The team looked to prioritize information-age, by incorporating a “last in, first out” protocol for multiple robots collaborating on time-sensitive tasks. They aim to do this with conventional wireless networks, as Wi-Fi is widespread and does not require massive onboard communications hardware to access.
However, wireless networks have a major drawback: They are distributed in nature and do not prioritize receiving data from any one source. A wireless channel can quickly become clogged when multiple sources are simultaneously transmitting data. Even with a “last in, first out” protocol, data collisions will occur. In a time-sensitive exercise, the system will crash.
As a solution, the team developed WiSwarm — a scheduling algorithm that can be run on a centralized computer and paired with any wireless network to manage multiple data streams and prioritize the freshest data.
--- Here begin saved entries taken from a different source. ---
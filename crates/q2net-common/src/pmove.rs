// pmove.rs — deterministic player movement, shared by prediction and the server

use crate::q_shared::{
    angle_vectors, cross_product, dot_product, short2angle, vector_length, vector_ma,
    vector_normalize, vector_scale, CSurface, PmFlags, PmType, PmoveState, Trace,
    UserCmd, Vec3, CONTENTS_CURRENT_0, CONTENTS_CURRENT_180, CONTENTS_CURRENT_270,
    CONTENTS_CURRENT_90, CONTENTS_CURRENT_DOWN, CONTENTS_CURRENT_UP, CONTENTS_LADDER,
    CONTENTS_SLIME, CONTENTS_SOLID, CONTENTS_WATER, MASK_CURRENT, MASK_WATER, MAXTOUCH,
    MAX_CLIP_PLANES, PITCH, SURF_SLICK, VEC3_ORIGIN, YAW,
};

// ============================================================
// Constants
// ============================================================

pub const STEPSIZE: f32 = 18.0;
const STOP_EPSILON: f32 = 0.1;
const MIN_STEP_NORMAL: f32 = 0.7;
const OVERCLIP: f32 = 1.01;

pub const PM_STOPSPEED: f32 = 100.0;
pub const PM_MAXSPEED: f32 = 300.0;
pub const PM_DUCKSPEED: f32 = 100.0;
pub const PM_ACCELERATE: f32 = 10.0;
pub const PM_WATERACCELERATE: f32 = 10.0;
pub const PM_FRICTION: f32 = 6.0;
pub const PM_WATERFRICTION: f32 = 1.0;
pub const PM_WATERSPEED: f32 = 400.0;

const JUMP_VELOCITY: f32 = 270.0;

/// Priority order of the one-unit nudges tried when snapping to the grid.
const JITTERBITS: [u8; 8] = [0, 4, 1, 2, 3, 5, 6, 7];

// ============================================================
// Collision oracle
// ============================================================

/// World queries the movement step depends on.
///
/// Implementations must be pure with respect to a given world: the same
/// query always returns the same answer, otherwise prediction diverges
/// from the server.
pub trait CollisionOracle {
    /// Sweeps the box `mins..maxs` from `start` to `end`.
    fn trace(&self, start: &Vec3, mins: &Vec3, maxs: &Vec3, end: &Vec3) -> Trace;

    /// Contents mask at a single point.
    fn point_contents(&self, point: &Vec3) -> i32;
}

impl<T: CollisionOracle + ?Sized> CollisionOracle for &T {
    fn trace(&self, start: &Vec3, mins: &Vec3, maxs: &Vec3, end: &Vec3) -> Trace {
        (**self).trace(start, mins, maxs, end)
    }

    fn point_contents(&self, point: &Vec3) -> i32 {
        (**self).point_contents(point)
    }
}
// qcommon.rs — protocol definitions shared by client and server

// ============================================================
// Protocol
// ============================================================

pub const PROTOCOL_VERSION: i32 = 34;

/// Server frames per second and the matching tick length.
pub const SERVER_FPS: i32 = 10;
pub const SERVER_FRAMETIME_MS: i32 = 1000 / SERVER_FPS;

/// Frame history depth. Must stay a power of two.
pub const UPDATE_BACKUP: usize = 16;
pub const UPDATE_MASK: usize = UPDATE_BACKUP - 1;

/// Outgoing command history depth. Must stay a power of two.
pub const CMD_BACKUP: usize = 256;
pub const CMD_MASK: usize = CMD_BACKUP - 1;

/// Entity ring capacity. Must stay a power of two.
pub const MAX_PARSE_ENTITIES: usize = 1024;

/// Slack the entity ring keeps between the newest write and the oldest
/// frame still allowed as a delta base.
pub const PARSE_ENTITIES_SLACK: usize = 128;

pub const MAX_MSGLEN: usize = 1400;

// ============================================================
// Server-to-client ops
// ============================================================

#[derive(Debug, Clone, Copy, PartialEq, Eq)]
#[repr(u8)]
pub enum SvcOps {
    Bad = 0,
    MuzzleFlash,
    MuzzleFlash2,
    TempEntity,
    Layout,
    Inventory,
    Nop,
    Disconnect,
    Reconnect,
    Sound,
    Print,
    StuffText,
    ServerData,
    ConfigString,
    SpawnBaseline,
    CenterPrint,
    Download,
    PlayerInfo,
    PacketEntities,
    DeltaPacketEntities,
    Frame,
}

impl SvcOps {
    const ALL: [SvcOps; 21] = [
        SvcOps::Bad,
        SvcOps::MuzzleFlash,
        SvcOps::MuzzleFlash2,
        SvcOps::TempEntity,
        SvcOps::Layout,
        SvcOps::Inventory,
        SvcOps::Nop,
        SvcOps::Disconnect,
        SvcOps::Reconnect,
        SvcOps::Sound,
        SvcOps::Print,
        SvcOps::StuffText,
        SvcOps::ServerData,
        SvcOps::ConfigString,
        SvcOps::SpawnBaseline,
        SvcOps::CenterPrint,
        SvcOps::Download,
        SvcOps::PlayerInfo,
        SvcOps::PacketEntities,
        SvcOps::DeltaPacketEntities,
        SvcOps::Frame,
    ];

    pub fn from_byte(cmd: i32) -> Option<SvcOps> {
        usize::try_from(cmd).ok().and_then(|i| Self::ALL.get(i).copied())
    }

    /// Name used by net tracing.
    pub fn name(self) -> &'static str {
        match self {
            SvcOps::Bad => "svc_bad",
            SvcOps::MuzzleFlash => "svc_muzzleflash",
            SvcOps::MuzzleFlash2 => "svc_muzzlflash2",
            SvcOps::TempEntity => "svc_temp_entity",
            SvcOps::Layout => "svc_layout",
            SvcOps::Inventory => "svc_inventory",
            SvcOps::Nop => "svc_nop",
            SvcOps::Disconnect => "svc_disconnect",
            SvcOps::Reconnect => "svc_reconnect",
            SvcOps::Sound => "svc_sound",
            SvcOps::Print => "svc_print",
            SvcOps::StuffText => "svc_stufftext",
            SvcOps::ServerData => "svc_serverdata",
            SvcOps::ConfigString => "svc_configstring",
            SvcOps::SpawnBaseline => "svc_spawnbaseline",
            SvcOps::CenterPrint => "svc_centerprint",
            SvcOps::Download => "svc_download",
            SvcOps::PlayerInfo => "svc_playerinfo",
            SvcOps::PacketEntities => "svc_packetentities",
            SvcOps::DeltaPacketEntities => "svc_deltapacketentities",
            SvcOps::Frame => "svc_frame",
        }
    }
}

// ============================================================
// Client-to-server ops
// ============================================================

#[derive(Debug, Clone, Copy, PartialEq, Eq)]
#[repr(u8)]
pub enum ClcOps {
    Bad = 0,
    Nop,
    Move,
    UserInfo,
    StringCmd,
}

// ============================================================
// Player state communication flags
// ============================================================

bitflags::bitflags! {
    #[derive(Clone, Copy, Debug, Default, PartialEq, Eq)]
    pub struct PlayerStateBits: u16 {
        const M_TYPE         = 1 << 0;
        const M_ORIGIN       = 1 << 1;
        const M_VELOCITY     = 1 << 2;
        const M_TIME         = 1 << 3;
        const M_FLAGS        = 1 << 4;
        const M_GRAVITY      = 1 << 5;
        const M_DELTA_ANGLES = 1 << 6;
        const VIEWOFFSET     = 1 << 7;
        const VIEWANGLES     = 1 << 8;
        const KICKANGLES     = 1 << 9;
        const BLEND          = 1 << 10;
        const FOV            = 1 << 11;
        const WEAPONINDEX    = 1 << 12;
        const WEAPONFRAME    = 1 << 13;
        const RDFLAGS        = 1 << 14;
    }
}

// ============================================================
// User command communication flags
// ============================================================

bitflags::bitflags! {
    #[derive(Clone, Copy, Debug, Default, PartialEq, Eq)]
    pub struct UserCmdBits: u8 {
        const ANGLE1  = 1 << 0;
        const ANGLE2  = 1 << 1;
        const ANGLE3  = 1 << 2;
        const FORWARD = 1 << 3;
        const SIDE    = 1 << 4;
        const UP      = 1 << 5;
        const BUTTONS = 1 << 6;
        const IMPULSE = 1 << 7;
    }
}

// ============================================================
// Sound flags
// ============================================================

bitflags::bitflags! {
    #[derive(Clone, Copy, Debug, Default, PartialEq, Eq)]
    pub struct SoundFlags: u8 {
        /// a byte
        const VOLUME      = 1 << 0;
        /// a byte
        const ATTENUATION = 1 << 1;
        /// three coordinates
        const POS         = 1 << 2;
        /// a short 0-2: channel, 3-12: entity
        const ENT         = 1 << 3;
        /// a byte, msec offset from frame start
        const OFFSET      = 1 << 4;
    }
}

pub const DEFAULT_SOUND_PACKET_VOLUME: f32 = 1.0;
pub const DEFAULT_SOUND_PACKET_ATTENUATION: f32 = 1.0;

// ============================================================
// Entity state communication flags
// ============================================================

bitflags::bitflags! {
    /// Changed-field mask preceding every entity delta. Sent as one to four
    /// bytes; each MOREBITS flag announces the next byte.
    #[derive(Clone, Copy, Debug, Default, PartialEq, Eq, Hash)]
    pub struct EntityBits: u32 {
        // first byte
        const ORIGIN1    = 1 << 0;
        const ORIGIN2    = 1 << 1;
        const ANGLE2     = 1 << 2;
        const ANGLE3     = 1 << 3;
        /// frame is a byte
        const FRAME8     = 1 << 4;
        const EVENT      = 1 << 5;
        /// REMOVE this entity, don't add it
        const REMOVE     = 1 << 6;
        /// read one additional byte
        const MOREBITS1  = 1 << 7;

        // second byte
        /// NUMBER8 is implicit if not set
        const NUMBER16   = 1 << 8;
        const ORIGIN3    = 1 << 9;
        const ANGLE1     = 1 << 10;
        const MODEL      = 1 << 11;
        /// fullbright, etc
        const RENDERFX8  = 1 << 12;
        /// autorotate, trails, etc
        const EFFECTS8   = 1 << 14;
        /// read one additional byte
        const MOREBITS2  = 1 << 15;

        // third byte
        const SKIN8      = 1 << 16;
        /// frame is a short
        const FRAME16    = 1 << 17;
        /// 8 + 16 = 32
        const RENDERFX16 = 1 << 18;
        /// 8 + 16 = 32
        const EFFECTS16  = 1 << 19;
        /// weapons, flags, etc
        const MODEL2     = 1 << 20;
        const MODEL3     = 1 << 21;
        const MODEL4     = 1 << 22;
        /// read one additional byte
        const MOREBITS3  = 1 << 23;

        // fourth byte
        /// beams and new entities
        const OLDORIGIN  = 1 << 24;
        const SKIN16     = 1 << 25;
        const SOUND      = 1 << 26;
        const SOLID      = 1 << 27;
    }
}
// client.rs — client state shared by the parser, the entity merge and prediction

use q2net_common::q_shared::{
    EntityState, PlayerState, Vec3, MAX_CONFIGSTRINGS, MAX_EDICTS, MAX_ITEMS,
};

use crate::cl_ring::{CommandBuffer, EntityRing, FrameHistory, PredictionHistory};
use crate::cl_smooth::PredictionError;

// ============================================================
// Frames
// ============================================================

#[derive(Debug, Clone, Default, PartialEq)]
pub struct Frame {
    pub valid: bool,               // cleared if delta parsing was invalid
    pub serverframe: i32,
    pub servertime: i32,           // server time the message is valid for (in msec)
    pub deltaframe: i32,
    pub areabits: Vec<u8>,         // portalarea visibility bits
    pub playerstate: PlayerState,
    pub num_entities: usize,
    pub parse_entities: usize,     // non-masked index into the entity ring
}

// ============================================================
// Client entities
// ============================================================

#[derive(Debug, Clone, Copy, Default, PartialEq)]
pub struct CEntity {
    pub baseline: EntityState,     // delta from this if not from a previous frame
    pub current: EntityState,
    pub prev: EntityState,         // will always be valid, but might just be a copy of current
    pub serverframe: i32,          // if not current, this ent isn't in the frame
    pub trailcount: i32,           // for diminishing grenade trails
    pub lerp_origin: Vec3,         // for trails (variable hz)
}

// ============================================================
// Level state, wiped completely at every server map change
// ============================================================

#[derive(Debug)]
pub struct ClientState {
    pub frame: Frame,              // received from server
    pub frames: FrameHistory,
    pub ring: EntityRing,
    pub entities: Vec<CEntity>,

    pub cmds: CommandBuffer,       // each message will send several old cmds
    pub predicted_origins: PredictionHistory, // for debug comparing against server

    pub predicted_step: f32,       // for stair up smoothing
    pub predicted_step_time: i32,

    pub predicted_origin: Vec3,    // generated by predict_movement
    pub predicted_angles: Vec3,
    pub prediction_error: PredictionError,

    pub surpresscount: i32,        // number of messages rate supressed
    pub time: i32,                 // this is the time value that the client
                                   // is rendering at. always <= cls.realtime
    pub viewangles: Vec3,          // from input, added to delta_angles

    pub layout: String,            // general 2D overlay
    pub inventory: [i32; MAX_ITEMS],

    // server state information
    pub attractloop: bool,         // running the attract loop, any key will menu
    pub servercount: i32,          // server identification for prespawns
    pub gamedir: String,
    pub playernum: i32,

    pub configstrings: Vec<String>,
}

impl ClientState {
    pub fn new() -> Self {
        Self {
            frame: Frame::default(),
            frames: FrameHistory::new(),
            ring: EntityRing::new(),
            entities: vec![CEntity::default(); MAX_EDICTS],
            cmds: CommandBuffer::new(),
            predicted_origins: PredictionHistory::new(),
            predicted_step: 0.0,
            predicted_step_time: 0,
            predicted_origin: [0.0; 3],
            predicted_angles: [0.0; 3],
            prediction_error: PredictionError::default(),
            surpresscount: 0,
            time: 0,
            viewangles: [0.0; 3],
            layout: String::new(),
            inventory: [0; MAX_ITEMS],
            attractloop: false,
            servercount: 0,
            gamedir: String::new(),
            playernum: 0,
            configstrings: vec![String::new(); MAX_CONFIGSTRINGS],
        }
    }

    /// Wipes all level state, baselines included. The channel sequence
    /// numbers survive since they belong to the connection, not the level.
    pub fn clear(&mut self) {
        let netchan = self.cmds.netchan();
        *self = Self::new();
        self.cmds.resume(netchan);
    }

    /// Entity states of `frame`, in ascending entity number.
    pub fn frame_entities<'a>(&'a self, frame: &Frame) -> impl Iterator<Item = &'a EntityState> + 'a {
        let start = frame.parse_entities;
        (start..start + frame.num_entities).map(move |i| self.ring.get(i))
    }
}

impl Default for ClientState {
    fn default() -> Self {
        Self::new()
    }
}

// ============================================================
// Connection state
// ============================================================

#[derive(Debug, Clone, Copy, PartialEq, Eq, PartialOrd, Ord, Default)]
#[repr(i32)]
pub enum ConnState {
    #[default]
    Uninitialized = 0,
    Disconnected = 1,  // not talking to a server
    Connecting = 2,    // sending request packets to the server
    Connected = 3,     // channel established, waiting for svc_serverdata
    Active = 4,        // game views should be displayed
}

impl ConnState {
    pub fn can_transition(self, to: ConnState) -> bool {
        use ConnState::*;
        matches!(
            (self, to),
            (Uninitialized, Disconnected)
                | (Disconnected, Connecting)
                | (Connecting, Connected)
                | (Connected, Active)
                // serverdata on a level change
                | (Connected, Connected)
                | (Active, Connected)
                // reconnect
                | (Connected, Connecting)
                | (Active, Connecting)
                | (Connecting, Disconnected)
                | (Connected, Disconnected)
                | (Active, Disconnected)
        )
    }

    /// Moves to `to` if the step is allowed. Returns whether it happened.
    pub fn transition(&mut self, to: ConnState) -> bool {
        if !self.can_transition(to) {
            log::debug!("refusing connection state change {:?} -> {:?}", self, to);
            return false;
        }
        log::debug!("connection state {:?} -> {:?}", self, to);
        *self = to;
        true
    }

    /// Frame, entity and player-state data is only meaningful from here on.
    pub fn accepts_frames(self) -> bool {
        self >= ConnState::Connected
    }
}

// ============================================================
// Persistent through server connections
// ============================================================

#[derive(Debug, Default)]
pub struct ClientStatic {
    pub state: ConnState,

    pub realtime: i32,             // always increasing, no clamping, etc
    pub frametime: f32,            // seconds since last frame

    pub connect_time: i32,         // for connection retransmits
    pub server_protocol: i32,      // in case we are doing some kind of version hack

    pub demoplayback: bool,

    // file transfer from server
    pub downloading: bool,
    pub downloadpercent: i32,

    /// String commands waiting for the next outgoing reliable message.
    pub reliable: Vec<String>,
}

impl ClientStatic {
    pub fn new() -> Self {
        Self::default()
    }
}

#[cfg(test)]
mod tests {
    use super::*;

    #[test]
    fn test_conn_state_forward_path() {
        let mut state = ConnState::default();
        assert!(state.transition(ConnState::Disconnected));
        assert!(state.transition(ConnState::Connecting));
        assert!(state.transition(ConnState::Connected));
        assert!(state.transition(ConnState::Active));
        assert_eq!(state, ConnState::Active);
    }

    #[test]
    fn test_conn_state_rejects_skips_and_backsteps() {
        let mut state = ConnState::Disconnected;
        assert!(!state.transition(ConnState::Active), "cannot skip the handshake");
        assert!(!state.transition(ConnState::Connected));
        assert_eq!(state, ConnState::Disconnected);

        let mut state = ConnState::Connecting;
        assert!(!state.transition(ConnState::Active));
        assert!(!state.transition(ConnState::Uninitialized));
        assert_eq!(state, ConnState::Connecting);
    }

    #[test]
    fn test_conn_state_level_change_and_drop() {
        let mut state = ConnState::Active;
        assert!(state.transition(ConnState::Connected), "serverdata re-enters connected");
        assert!(state.transition(ConnState::Active));
        assert!(state.transition(ConnState::Connecting), "reconnect");
        assert!(state.transition(ConnState::Disconnected));
        assert!(!state.transition(ConnState::Disconnected));
    }

    #[test]
    fn test_accepts_frames() {
        assert!(!ConnState::Connecting.accepts_frames());
        assert!(ConnState::Connected.accepts_frames());
        assert!(ConnState::Active.accepts_frames());
    }

    #[test]
    fn test_clear_keeps_channel_sequence() {
        let mut cl = ClientState::new();
        cl.cmds.push(Default::default());
        cl.cmds.push(Default::default());
        cl.cmds.acknowledge(2);
        cl.entities[5].baseline.origin = [1.0, 2.0, 3.0];
        cl.configstrings[0] = "q2dm1".to_string();
        let before = cl.cmds.netchan();

        cl.clear();
        assert_eq!(cl.cmds.netchan(), before);
        assert_eq!(cl.entities[5].baseline, EntityState::default());
        assert!(cl.configstrings[0].is_empty());
    }
}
Instead of trying to retrieve every data packet from every source at every moment in time, the algorithm determines which source in a network should send data next. That source (a drone or robot) will observe a “last in, first out” protocol to send their freshest piece of data over a wireless network to a central processor.
The algorithm determines which source to relay data to next by assessing three parameters: overall weight of the drone, or priority (for example, a drone tracking a fast car may need to update more often, and therefore will have a higher priority than drone tracking. slower vehicles); age of the drone’s information, or how long it has been since the drone sent an update; and drone channel reliability, or probability of successfully transmitting data.
By multiplying these three parameters for each drone at any given time, the algorithm can schedule drones to report updates via a wireless network one at a time, without blocking in the system, and in such a way as to provide the freshest data for the successful execution of an hour. -sensitive work.
The team tested their algorithm using multiple mobility-tracking drones. They equipped the flying drones with a small camera and a basic Wi-Fi-enabled computer chip, which it used to continuously relay images to a central computer instead of using bulky, onboard computing system. They program the drones to fly and follow small vehicles that move randomly on the ground.
When the team paired the network with its algorithm, the computer received the freshest images from the most relevant drones, which it used to send commands back to the drones to keep them on the vehicle’s track.
When the researchers ran experiments using two drones, the method was able to relay data that was twice as recent, resulting in six times better tracking, compared to when two drones performed the same task. experiment with Wi-Fi only. When they expanded the system to five drones and five ground vehicles, Wi-Fi alone couldn’t handle the heavier data traffic, and the drones quickly lost track of the ground vehicles. With WiSwarm, the network is better equipped and enables all drones to continuously track their respective vehicles.
“Ours is the first work to show that the information-age can work for real robotics applications,” said MIT author Ezra Tal.
In the near future, cheap and agile drones may work together and communicate via wireless networks to perform tasks such as inspecting buildings, agricultural fields, and wind and solar farms. In the future, he sees the approach as essential for managing data streaming throughout the smart city.
“Imagine self-driving cars coming to an intersection with a sensor that detects something in the vicinity,” said MIT’s Sertac Karaman. “Which car should get that data first? This is a problem where the timing and freshness of the data is important.”
Editor’s Note: This article was republished from News at MIT.